Simon-Kucher&Partners Direktörü Cem Balıkçıoğlu, "Küresel ölçekte yaptığımız araştırmamızda, dijital dönüşüm yatırımı yapan şirketlerin sadece çeyreği bu yatırımlarından dönüş alabildiğini belirtiyor.
Benzer şekilde Türk şirketleri sistem altyapıları, otomasyon ve birbiriyle entegre çalışan operasyonel veya satış süreçlerindeki yapılardan yoksun." dedi.
Adeta zorunluluk haline gelen dijital dönüşüm yatırımlarının her zaman işveren ve çalışanlara avantaj yaratmadığına dikkati çeken Balıkçıoğlu, "Simon-Kucher&Partners olarak küresel ölçekte yaptığımız araştırmamızda, dijital dönüşüm yatırımı yapan şirketlerin sadece çeyreği bu yatırımlarından dönüş alabildiğini belirtiyor.

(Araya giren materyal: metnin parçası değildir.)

use std::sync::mpsc;

use voxline::app::{App, Config};
use voxline::logging;
use voxline::speech::ScriptedEngine;
use voxline::ui::TuiManager;

fn main() -> Result<(), Box<dyn std::error::Error + Send + Sync>> {
    let log_guard = logging::init()?;
    tracing::info!(log_file = %log_guard.log_file.display(), "voxline starting");

    let config = Config::default();
    let (events_tx, events_rx) = mpsc::channel();
    let engine = ScriptedEngine::demo(events_tx.clone(), config.utterance_cadence);

    let mut app = App::new(Box::new(engine), events_tx, config);
    let mut tui = TuiManager::new()?;

    tui.run_event_loop(&mut app, events_rx)?;

    Ok(())
}
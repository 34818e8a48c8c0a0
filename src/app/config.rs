// Runtime tunables for the event loop and the demo engine

use std::time::Duration;

#[derive(Debug, Clone, PartialEq, Eq)]
pub struct Config {
    /// Pause before a scripted utterance finalizes (default 1500ms)
    pub utterance_cadence: Duration,

    /// How long a boundary flash stays on screen (default 250ms)
    pub flash_duration: Duration,

    /// Input poll timeout for the event loop (default 50ms)
    pub poll_timeout: Duration,
}

impl Default for Config {
    fn default() -> Self {
        Self {
            utterance_cadence: Duration::from_millis(1500),
            flash_duration: Duration::from_millis(250),
            poll_timeout: Duration::from_millis(50),
        }
    }
}
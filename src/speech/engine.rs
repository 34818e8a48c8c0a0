// Recognition engine seam - the only lifecycle calls the core issues

use super::SpeechError;

/// Black-box transcript producer.
///
/// Implementations deliver [`super::RecognitionEvent`]s on the channel
/// handed to them at construction. Stopping is advisory: an utterance
/// already in flight may still deliver its final result after
/// `request_stop` returns, and the caller must accept it.
pub trait RecognitionEngine {
    /// Ask the engine to begin delivering results. May fail (for a real
    /// recognizer, e.g. a missing microphone permission); failure leaves
    /// the engine idle.
    fn request_start(&mut self) -> Result<(), SpeechError>;

    /// Ask the engine to stop after the utterance in flight, if any.
    fn request_stop(&mut self) -> Result<(), SpeechError>;

    /// Whether the engine currently reports itself running.
    fn is_listening(&self) -> bool;
}
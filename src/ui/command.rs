//! Command parsing for the TUI command deck
//!
//! Parses user input in Command mode, supporting:
//! - `:q` or `:quit` → Quit command
//! - `:h` or `:help` → Help command
//! - `@script.txt` → Load an utterance script

use crate::app::AppEvent;

/// Commands that can be parsed from command deck input
#[derive(Debug, Clone, PartialEq)]
pub enum Command {
    Quit,
    Help,
    LoadScript(String),
    Unknown(String),
}

/// Parse command deck input into a Command
pub fn parse_command(input: &str) -> Command {
    let input = input.trim();

    if input.is_empty() {
        return Command::Unknown(input.to_string());
    }

    if let Some(cmd) = input.strip_prefix(':') {
        match cmd {
            "q" | "quit" => Command::Quit,
            "h" | "help" => Command::Help,
            _ => Command::Unknown(input.to_string()),
        }
    } else if let Some(rest) = input.strip_prefix('@') {
        let path = rest.trim();
        if path.is_empty() {
            Command::Unknown(input.to_string())
        } else {
            Command::LoadScript(path.to_string())
        }
    } else {
        Command::Unknown(input.to_string())
    }
}

/// Convert a parsed command into an AppEvent
///
/// This is the translation layer between command deck input and App core.
pub fn command_to_app_event(command: Command) -> AppEvent {
    match command {
        Command::Quit => AppEvent::Quit,
        Command::Help => AppEvent::Help,
        Command::LoadScript(path) => AppEvent::LoadScript(path),
        Command::Unknown(input) => AppEvent::InvalidCommand(input),
    }
}
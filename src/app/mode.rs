#[derive(Debug, Clone, Copy, PartialEq, Eq)]
pub enum AppMode {
    Editing,
    Command,
    Quit,
}
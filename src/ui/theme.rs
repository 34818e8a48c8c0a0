use ratatui::style::Color;

/// Midnight theme colors
#[derive(Debug, Clone, Copy)]
pub struct Theme {
    pub background: Color,
    pub surface: Color,
    pub text: Color,
    pub accent: Color,
    pub dimmed: Color,
}

impl Default for Theme {
    fn default() -> Self {
        Theme::midnight()
    }
}

impl Theme {
    pub fn midnight() -> Self {
        Self {
            background: Color::Rgb(26, 27, 38), // #1A1B26 Stormy Dark
            surface: Color::Rgb(36, 40, 59),    // #24283B Raised Panel
            text: Color::Rgb(169, 177, 214),    // #A9B1D6 Light Blue
            accent: Color::Rgb(247, 118, 142),  // #F7768E Coral Red
            dimmed: Color::Rgb(100, 110, 150),  // #646E96 Dimmed Blue
        }
    }

    /// Default theme is midnight
    pub fn current() -> Self {
        Self::midnight()
    }
}

/// Convenience access to current theme colors
pub mod colors {
    use super::Theme;
    use ratatui::style::Color;

    pub fn background() -> Color {
        Theme::current().background
    }
    pub fn surface() -> Color {
        Theme::current().surface
    }
    pub fn text() -> Color {
        Theme::current().text
    }
    pub fn accent() -> Color {
        Theme::current().accent
    }
    pub fn dimmed() -> Color {
        Theme::current().dimmed
    }
}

Benzer şekilde hala Türk şirketleri sistem altyapıları, otomasyon ve birbiriyle entegre çalışan operasyonel veya satış süreçlerindeki yapılardan yoksun." ifadelerini kullandı.
Balıkçıoğlu, Türkiye'nin bireysel dijitalleşmede dünya standartlarının ilerisindeyken, şirketlerin iş yapış şekillerindeki dijitalleşmede atılması gereken birçok adımın olduğunu söyledi.
Şirketlerin öncelikle dijitalleşme tanımını netleştirmesi gerektiğini belirten Balıkçıoğlu, "Bazı şirketler dijitalleşmeyi, dijital kanallardaki satış yoğunluğu ile değerlendirirken, bazıları büyük veri kaynaklı analiz yetkinlikleri ve karar verme mekanizmaları ile değerlendiriyor.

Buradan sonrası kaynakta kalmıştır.